WORK INSTRUCTIONS: Give back an exact copy of the lines in the records below, from the line that has "to the backend" through the line that has "site config from", and nothing besides.

STUDY MATERIAL:
use crate::config::site_config::SiteConfig;
use crate::domain::model::ContactPayload;
use crate::utils::error::Result;
use clap::{Parser, Subcommand};
use std::path::PathBuf;

#[derive(Debug, Clone, Parser)]
#[command(name = "site-kit")]
#[command(about = "Landing page controllers: contact delivery, backend checks and scenario replay")]
pub struct CliConfig {
    /// 站點設定檔 (TOML)；未指定時使用預設值
    #[arg(long, global = true)]
    pub config: Option<PathBuf>,

    /// 覆蓋 API 基底網址
    #[arg(long, env = "API_BASE_URL", global = true)]
    pub api_base_url: Option<String>,

    #[arg(long, global = true, help = "Enable verbose output")]
    pub verbose: bool,

    #[arg(long, global = true, help = "Emit logs as JSON lines")]
    pub json_logs: bool,

    #[command(subcommand)]
    pub command: Command,
}

#[derive(Debug, Clone, Subcommand)]
pub enum Command {
    /// Validate a contact message and post it to the backend
    Contact {
        #[arg(long)]
        name: String,
        #[arg(long)]
        email: String,
        #[arg(long)]
        subject: String,
        #[arg(long)]
        message: String,
    },
    /// Probe the backend health endpoint
    Ping,
    /// Load and validate a site configuration file
    CheckConfig { path: PathBuf },
    /// Replay a page interaction scenario and print the final UI state
    Replay { path: PathBuf },
}

impl CliConfig {
    /// 載入站點設定並套用命令列覆蓋值
    pub fn site_config(&self) -> Result<SiteConfig> {
        let base = match &self.config {
            Some(path) => {
                tracing::debug!("Loading site config from {}", path.display());
                SiteConfig::from_file(path)?
            }
            None => SiteConfig::default(),
        };
        Ok(base.with_api_base_override(self.api_base_url.clone()))
    }
}

impl Command {
    pub fn contact_payload(&self) -> Option<ContactPayload> {
        match self {
            Command::Contact {
                name,
                email,
                subject,
                message,
            } => Some(ContactPayload {
                name: name.clone(),
                email: email.clone(),
                subject: subject.clone(),
                message: message.clone(),
            }),
            _ => None,
        }
    }
}

#[cfg(test)]
mod tests {
    use super::*;
    use crate::domain::ports::ConfigProvider;

    #[test]
    fn test_parse_contact_command() {
        let cli = CliConfig::try_parse_from([
            "site-kit",
            "contact",
            "--name",
            "John Doe",
            "--email",
            "john@example.com",
            "--subject",
            "Hi",
            "--message",
            "Hello",
        ])
        .unwrap();

        let payload = cli.command.contact_payload().unwrap();
        assert_eq!(payload.name, "John Doe");
        assert_eq!(payload.message, "Hello");
    }

    #[test]
    fn test_api_base_flag_overrides_default() {
        let cli = CliConfig::try_parse_from([
            "site-kit",
            "--api-base-url",
            "https://api.example.com/",
            "ping",
        ])
        .unwrap();

        let config = cli.site_config().unwrap();
        assert_eq!(config.contact_endpoint(), "https://api.example.com/api/contact");
    }

    #[test]
    fn test_missing_subcommand_is_rejected() {
        assert!(CliConfig::try_parse_from(["site-kit", "--verbose"]).is_err());
    }
}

TASK RESPONSE:
    /// Validate a contact message and post it to the backend
    Contact {
        #[arg(long)]
        name: String,
        #[arg(long)]
        email: String,
        #[arg(long)]
        subject: String,
        #[arg(long)]
        message: String,
    },
    /// Probe the backend health endpoint
    Ping,
    /// Load and validate a site configuration file
    CheckConfig { path: PathBuf },
    /// Replay a page interaction scenario and print the final UI state
    Replay { path: PathBuf },
}

impl CliConfig {
    /// 載入站點設定並套用命令列覆蓋值
    pub fn site_config(&self) -> Result<SiteConfig> {
        let base = match &self.config {
            Some(path) => {
                tracing::debug!("Loading site config from {}", path.display());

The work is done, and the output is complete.